ライオンからキャットに?



長打力はなかったが攻守に安定感あるプレーを見せたミヤーン

 なにかと長打力、特に本塁打を求められがちな助っ人の打者たち。一方で、攻撃は最大の防御、ということなのだろうか、守備に関しては大目に見てもらえる傾向も少なからずあった。ただ、打っても長打力よりも堅実さ、安定感に特筆すべき持ち味があり、それでいて守備にも長けている助っ人が多かったのが大洋、現在のDeNAにいた助っ人たちだ。その中でも、もっとも印象的だったのは、フェリックス・ミヤーンではないだろうか。

 当時、少年たちに人気だった特撮ドラマの主人公に似た風貌で「ライオン丸」と呼ばれたジョン・シピンも攻守に秀でた助っ人だったが、シピンが巨人へ移籍したことで、その穴を埋めるべく大洋が獲得したのが、その俊敏な二塁守備からメジャーで「キャット」の異名を取ったミヤーンだった。思えば同じネコ科の異名だが、確かにシピンは豪傑っぽい印象があり、それに比べれば、おとなしめな外見の助っ人。ただ、打撃フォームは異色だった。バットを短く持って寝かせ、小首をかしげるように構える。これも、どこか猫っぽい雰囲気があった、ということもできるかもしれない。

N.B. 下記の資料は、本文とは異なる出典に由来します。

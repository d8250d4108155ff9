//! The merge report metrics event.

use serde::Serialize;
use tracing::{info, warn};

use crate::types::{MergeFailureCode, UpdateState};

/// The structured event emitted once per finished merge.
#[derive(Debug, Clone, PartialEq, Eq, Serialize)]
pub struct SnapshotMergeReported {
    pub state: UpdateState,
    pub merge_time_ms: u64,
    pub resume_count: u32,
    pub vab_retrofit: bool,
    pub cow_file_size: u64,
    pub vab_compression_enabled: bool,
    pub vab_compression_used: bool,
    pub total_cow_size_bytes: u64,
    pub estimated_cow_size_bytes: u64,
    pub boot_complete_time_ms: u64,
    pub boot_complete_to_merge_start_time_ms: u64,
    pub merge_failure_code: MergeFailureCode,
    pub source_build_fingerprint: String,
    pub target_build_fingerprint: String,
    pub userspace_snapshots_enabled: bool,
    pub userspace_snapshots_used: bool,
    pub xor_compression_enabled: bool,
    pub xor_compression_used: bool,
    pub iouring_used: bool,
}

/// Destination of merge report events.
pub trait MetricsSink: Send + Sync {
    fn snapshot_merge_reported(&self, event: &SnapshotMergeReported);
}

/// Emits merge reports as JSON on the `ota_merge::metrics` tracing target.
#[derive(Debug, Clone, Copy, Default)]
pub struct TracingMetricsSink;

impl MetricsSink for TracingMetricsSink {
    fn snapshot_merge_reported(&self, event: &SnapshotMergeReported) {
        match serde_json::to_string(event) {
            Ok(json) => info!(target: "ota_merge::metrics", event = %json, "snapshot_merge_reported"),
            Err(e) => warn!(error = %e, "Failed to encode merge report"),
        }
    }
}

#[cfg(test)]
mod tests {
    use super::*;

    #[test]
    fn event_serializes_with_wire_field_names() {
        let event = SnapshotMergeReported {
            state: UpdateState::MergeCompleted,
            merge_time_ms: 1200,
            resume_count: 1,
            vab_retrofit: false,
            cow_file_size: 4096,
            vab_compression_enabled: true,
            vab_compression_used: true,
            total_cow_size_bytes: 8192,
            estimated_cow_size_bytes: 8000,
            boot_complete_time_ms: 30_000,
            boot_complete_to_merge_start_time_ms: 500,
            merge_failure_code: MergeFailureCode::OK,
            source_build_fingerprint: "vendor/device:13/A1/1:user".to_string(),
            target_build_fingerprint: "vendor/device:14/B2/2:user".to_string(),
            userspace_snapshots_enabled: true,
            userspace_snapshots_used: false,
            xor_compression_enabled: false,
            xor_compression_used: false,
            iouring_used: false,
        };

        let value = serde_json::to_value(&event).unwrap();

        assert_eq!(value["state"], "merge_completed");
        assert_eq!(value["merge_time_ms"], 1200);
        assert_eq!(value["merge_failure_code"], 0);
        assert_eq!(value["target_build_fingerprint"], "vendor/device:14/B2/2:user");
    }
}
//! A clock-driven timer queue.
//!
//! The queue only records deadlines. Whoever owns it (the worker's event loop,
//! or a test advancing a manual clock) asks for [`TimerQueue::time_until_next`],
//! waits that long, and then drains [`TimerQueue::take_due`].

use std::sync::{Arc, Mutex, MutexGuard};
use std::time::Duration;

use tracing::trace;

use super::{ScheduleError, Scheduler, TaskId};
use crate::clock::Clock;

/// A task whose deadline has passed.
#[derive(Debug, Clone, PartialEq, Eq)]
pub struct FiredTask<T> {
    pub id: TaskId,
    pub task: T,
}

#[derive(Debug)]
struct PendingTimer<T> {
    fires_at: Duration,
    id: TaskId,
    task: T,
}

#[derive(Debug)]
struct QueueState<T> {
    next_id: u64,
    pending: Vec<PendingTimer<T>>,
    closed: bool,
}

/// A [`Scheduler`] backed by an in-memory list of deadlines.
pub struct TimerQueue<T> {
    clock: Arc<dyn Clock>,
    capacity: usize,
    state: Mutex<QueueState<T>>,
}

impl<T> TimerQueue<T> {
    /// Default maximum number of pending tasks.
    pub const DEFAULT_CAPACITY: usize = 64;

    /// Creates an empty queue measuring deadlines with `clock`.
    pub fn new(clock: Arc<dyn Clock>) -> Self {
        Self::with_capacity(clock, Self::DEFAULT_CAPACITY)
    }

    /// Creates an empty queue that rejects tasks beyond `capacity`.
    pub fn with_capacity(clock: Arc<dyn Clock>, capacity: usize) -> Self {
        TimerQueue {
            clock,
            capacity,
            state: Mutex::new(QueueState {
                next_id: 1,
                pending: Vec::new(),
                closed: false,
            }),
        }
    }

    fn lock(&self) -> MutexGuard<'_, QueueState<T>> {
        self.state.lock().unwrap_or_else(|e| e.into_inner())
    }

    /// Number of pending tasks.
    pub fn len(&self) -> usize {
        self.lock().pending.len()
    }

    pub fn is_empty(&self) -> bool {
        self.lock().pending.is_empty()
    }

    /// Returns true if `id` is still pending.
    pub fn contains(&self, id: TaskId) -> bool {
        self.lock().pending.iter().any(|t| t.id == id)
    }

    /// Returns the delay the task `id` was scheduled with, measured from now.
    pub fn remaining(&self, id: TaskId) -> Option<Duration> {
        let now = self.clock.now();
        self.lock()
            .pending
            .iter()
            .find(|t| t.id == id)
            .map(|t| t.fires_at.saturating_sub(now))
    }

    /// Returns the time until the earliest pending task fires, if any.
    pub fn time_until_next(&self) -> Option<Duration> {
        let now = self.clock.now();
        self.lock()
            .pending
            .iter()
            .map(|t| t.fires_at)
            .min()
            .map(|fires_at| fires_at.saturating_sub(now))
    }

    /// Removes and returns every task due at the clock's current time.
    ///
    /// Tasks come out in deadline order; tasks sharing a deadline come out in
    /// the order they were scheduled.
    pub fn take_due(&self) -> Vec<FiredTask<T>> {
        let now = self.clock.now();
        let mut state = self.lock();

        let (mut due, pending): (Vec<_>, Vec<_>) = std::mem::take(&mut state.pending)
            .into_iter()
            .partition(|t| t.fires_at <= now);
        state.pending = pending;

        due.sort_by_key(|t| (t.fires_at, t.id));
        due.into_iter()
            .map(|t| FiredTask {
                id: t.id,
                task: t.task,
            })
            .collect()
    }

    /// Stops accepting tasks and drops everything pending.
    pub fn close(&self) {
        let mut state = self.lock();
        state.closed = true;
        state.pending.clear();
    }
}

impl<T: Send> Scheduler<T> for TimerQueue<T> {
    fn schedule(&self, delay: Duration, task: T) -> Result<TaskId, ScheduleError> {
        let fires_at = self.clock.now() + delay;
        let mut state = self.lock();

        if state.closed {
            return Err(ScheduleError::Closed);
        }
        if state.pending.len() >= self.capacity {
            return Err(ScheduleError::Full(state.pending.len()));
        }

        let id = TaskId(state.next_id);
        state.next_id += 1;
        state.pending.push(PendingTimer { fires_at, id, task });

        trace!(task = %id, ?delay, "Queued timer");
        Ok(id)
    }

    fn cancel(&self, id: TaskId) -> bool {
        let mut state = self.lock();
        let before = state.pending.len();
        state.pending.retain(|t| t.id != id);
        state.pending.len() != before
    }
}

 1年目の1978年こそ右肩の故障もあって万全のプレーができたとは言い難かったが、2年目に真価を発揮。その79年は36歳になるシーズンで、98試合の出場にとどまったものの、打率.346で首位打者に輝いた。これは大洋の歴史では初の首位打者という快挙でもある。ちなみに、このシーズンは自己最多となる6本塁打を放っている。前年は2本塁打、ラストイヤーとなる翌80年は4本塁打で、3年間のプレーで通算12本塁打だった。この本塁打の少なさも、ある意味では助っ人として特筆すべきものかもしれない。

 さらには、三振も極端に少なかった。首位打者の79年は20三振で、自己ワーストの三振率.049。規定打席には届いていないが、107試合に出場した80年は12三振のみだった。3年間で通算52三振で、三振率.041。首位打者のタイトルが輝かしいことは間違いないが、こうした小さな数字たちも、ミヤーンの凄味を静かに、かつ雄弁に物語っているように思える。